The line containing "for id in ids" and every line after it, through the last one below: output exactly these and nothing else.

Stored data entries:
=-=-=-=-=
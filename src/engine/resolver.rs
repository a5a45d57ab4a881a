//! Index Resolver
//!
//! Turns a compiled filter into a set of document ids by intersecting the
//! keys each path's nodes reference. A key survives a conjunction only if
//! every path produced it; disjunctions union their conjunctions.
//!
//! Every node read here passes through the tree shaker first, so stale
//! entries never reach the intersection.

use std::collections::{HashMap, HashSet};

use serde_json::{Map, Value};

use crate::store::{all_rows, FindOptions, SortOrder};
use crate::tree::{CompiledFilter, ConjunctionMap, IndexNode, PathCompiler, Selector, TreePath, IDENTITY_FIELD};
use crate::value::encode_key;

use super::domain::Domain;
use super::errors::EngineResult;
use super::guard::GuardedStore;
use super::shaker::TreeShaker;

/// Which side of an entry a scan collects
#[derive(Debug, Clone, Copy, PartialEq, Eq)]
pub enum KeyRole {
    /// Owning document (delete path)
    Internal,
    /// Resolved document (query path)
    External,
}

impl KeyRole {
    fn pick(self, (internal, external): (String, String)) -> String {
        match self {
            KeyRole::Internal => internal,
            KeyRole::External => external,
        }
    }
}

/// Pagination and shape of a resolution
#[derive(Debug, Clone, Default, PartialEq, Eq)]
pub struct ResolveOptions {
    pub skip: Option<usize>,
    pub size: Option<usize>,
    /// Return the number of matches instead of documents
    pub count: bool,
    /// Top-level fields to keep (`_id` is always kept)
    pub projection: Option<Vec<String>>,
}

/// Matched documents or their count
#[derive(Debug, Clone, PartialEq)]
pub enum Resolution {
    Documents(Vec<Value>),
    Count(usize),
}

/// Resolution plus the number of stale entries repaired on the way
#[derive(Debug, Clone, PartialEq)]
pub struct ResolveReport {
    pub resolution: Resolution,
    pub repaired: usize,
}

/// Keys produced by a scan, in first-seen order
#[derive(Debug, Clone, Default, PartialEq, Eq)]
pub struct KeyScan {
    pub keys: Vec<String>,
    pub repaired: usize,
    /// Whether skip/size were already applied at the store cursor
    pub paginated: bool,
}

/// Shared path traversal for queries and deletes
pub struct PathScanner<'a> {
    store: &'a GuardedStore<'a>,
    shaker: TreeShaker<'a>,
}

impl<'a> PathScanner<'a> {
    pub fn new(store: &'a GuardedStore<'a>, compiler: &'a dyn PathCompiler) -> Self {
        Self {
            store,
            shaker: TreeShaker::new(store, compiler),
        }
    }

    /// Keys matching `compiled`
    ///
    /// `cursor` is applied at the identity collection when the filter is a
    /// single empty map; otherwise the caller paginates.
    pub async fn scan(
        &self,
        domain: &Domain,
        compiled: &CompiledFilter,
        role: KeyRole,
        cursor: Option<(Option<usize>, Option<usize>)>,
    ) -> EngineResult<KeyScan> {
        if compiled.is_match_all() {
            let options = match cursor {
                Some((skip, size)) => FindOptions::all().sorted(SortOrder::Ascending).paginate(skip, size),
                None => FindOptions::all().sorted(SortOrder::Ascending),
            };
            let (keys, repaired) = self.scan_identity(domain, role, options).await?;
            return Ok(KeyScan {
                keys,
                repaired,
                paginated: cursor.is_some(),
            });
        }

        let mut result = KeyScan::default();
        let mut seen = HashSet::new();
        for map in compiled.maps() {
            let (keys, repaired) = if map.is_empty() {
                self.scan_identity(domain, role, FindOptions::all().sorted(SortOrder::Ascending))
                    .await?
            } else {
                self.intersect(domain, map, role).await?
            };
            result.repaired += repaired;
            for key in keys {
                if seen.insert(key.clone()) {
                    result.keys.push(key);
                }
            }
        }
        Ok(result)
    }

    async fn scan_identity(
        &self,
        domain: &Domain,
        role: KeyRole,
        options: FindOptions,
    ) -> EngineResult<(Vec<String>, usize)> {
        let path = domain.identity_path();
        let rows = self
            .store
            .find(&path.collection_name(), &all_rows, options)
            .await?;
        let (pairs, repaired) = self.shake_rows(rows, &path, domain).await?;
        Ok((pairs.into_iter().map(|pair| role.pick(pair)).collect(), repaired))
    }

    /// Frequency intersection over one conjunction map
    async fn intersect(
        &self,
        domain: &Domain,
        map: &ConjunctionMap,
        role: KeyRole,
    ) -> EngineResult<(Vec<String>, usize)> {
        let mut frequency: HashMap<String, usize> = HashMap::new();
        let mut order = Vec::new();
        let mut repaired = 0;

        for (path, selector) in map {
            let rows = self.nodes_for(path, selector).await?;
            let (pairs, pruned) = self.shake_rows(rows, path, domain).await?;
            repaired += pruned;

            let mut on_path = HashSet::new();
            for pair in pairs {
                let key = role.pick(pair);
                if on_path.insert(key.clone()) {
                    let count = frequency.entry(key.clone()).or_insert(0);
                    if *count == 0 {
                        order.push(key);
                    }
                    *count += 1;
                }
            }
            if on_path.is_empty() {
                return Ok((Vec::new(), repaired));
            }
        }

        let paths = map.len();
        let keys = order
            .into_iter()
            .filter(|key| frequency.get(key) == Some(&paths))
            .collect();
        Ok((keys, repaired))
    }

    async fn nodes_for(&self, path: &TreePath, selector: &Selector) -> EngineResult<Vec<Value>> {
        let collection = path.collection_name();
        match selector {
            Selector::Literal(value) => {
                let key = encode_key(value);
                Ok(self.store.get_by_id(&collection, &key).await?.into_iter().collect())
            }
            Selector::Expression(expression) => {
                // Directives shape the cursor; the predicate filters what it yields.
                let predicate = expression.predicate()?;
                let mut rows = self
                    .store
                    .find(&collection, &all_rows, expression.find_options())
                    .await?;
                rows.retain(|row| row.get(IDENTITY_FIELD).map(|id| predicate.test(id)).unwrap_or(false));
                Ok(rows)
            }
        }
    }

    async fn shake_rows(
        &self,
        rows: Vec<Value>,
        path: &TreePath,
        domain: &Domain,
    ) -> EngineResult<(Vec<(String, String)>, usize)> {
        let mut pairs = Vec::new();
        let mut repaired = 0;
        for row in rows {
            let Some(node) = IndexNode::from_row(&row) else {
                continue;
            };
            let outcome = self.shaker.repair(node, path, domain).await?;
            repaired += outcome.pruned;
            pairs.extend(outcome.pairs());
        }
        Ok((pairs, repaired))
    }
}

/// Query-side resolution
pub struct IndexResolver<'a> {
    store: &'a GuardedStore<'a>,
    scanner: PathScanner<'a>,
}

impl<'a> IndexResolver<'a> {
    pub fn new(store: &'a GuardedStore<'a>, compiler: &'a dyn PathCompiler) -> Self {
        Self {
            store,
            scanner: PathScanner::new(store, compiler),
        }
    }

    /// Resolve `compiled` to documents (or a count) in `domain`
    pub async fn resolve(
        &self,
        domain: &Domain,
        compiled: &CompiledFilter,
        options: &ResolveOptions,
    ) -> EngineResult<ResolveReport> {
        let cursor = (!options.count).then_some((options.skip, options.size));
        let scan = self
            .scanner
            .scan(domain, compiled, KeyRole::External, cursor)
            .await?;

        if options.count {
            return Ok(ResolveReport {
                resolution: Resolution::Count(scan.keys.len()),
                repaired: scan.repaired,
            });
        }

        let ids: Vec<String> = if scan.paginated {
            scan.keys
        } else {
            scan.keys
                .into_iter()
                .skip(options.skip.unwrap_or(0))
                .take(options.size.unwrap_or(usize::MAX))
                .collect()
        };

        let mut documents = Vec::with_capacity(ids.len());
        for id in ids {
            if let Some(document) = self.store.get_by_id(domain.as_str(), &id).await? {
                documents.push(project(document, options.projection.as_deref()));
            }
        }
        Ok(ResolveReport {
            resolution: Resolution::Documents(documents),
            repaired: scan.repaired,
        })
    }
}

/// Keep only the listed top-level fields plus `_id`
pub fn project(document: Value, fields: Option<&[String]>) -> Value {
    match (fields, document) {
        (Some(fields), Value::Object(map)) => Value::Object(
            map.into_iter()
                .filter(|(key, _)| key == IDENTITY_FIELD || fields.contains(key))
                .collect::<Map<String, Value>>(),
        ),
        (_, document) => document,
    }
}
=-=-=-=-=
- _YOUR RESPONSE_:
        for id in ids {
            if let Some(document) = self.store.get_by_id(domain.as_str(), &id).await? {
                documents.push(project(document, options.projection.as_deref()));
            }
        }
        Ok(ResolveReport {
            resolution: Resolution::Documents(documents),
            repaired: scan.repaired,
        })
    }
}

/// Keep only the listed top-level fields plus `_id`
pub fn project(document: Value, fields: Option<&[String]>) -> Value {
    match (fields, document) {
        (Some(fields), Value::Object(map)) => Value::Object(
            map.into_iter()
                .filter(|(key, _)| key == IDENTITY_FIELD || fields.contains(key))
                .collect::<Map<String, Value>>(),
        ),
        (_, document) => document,
    }
}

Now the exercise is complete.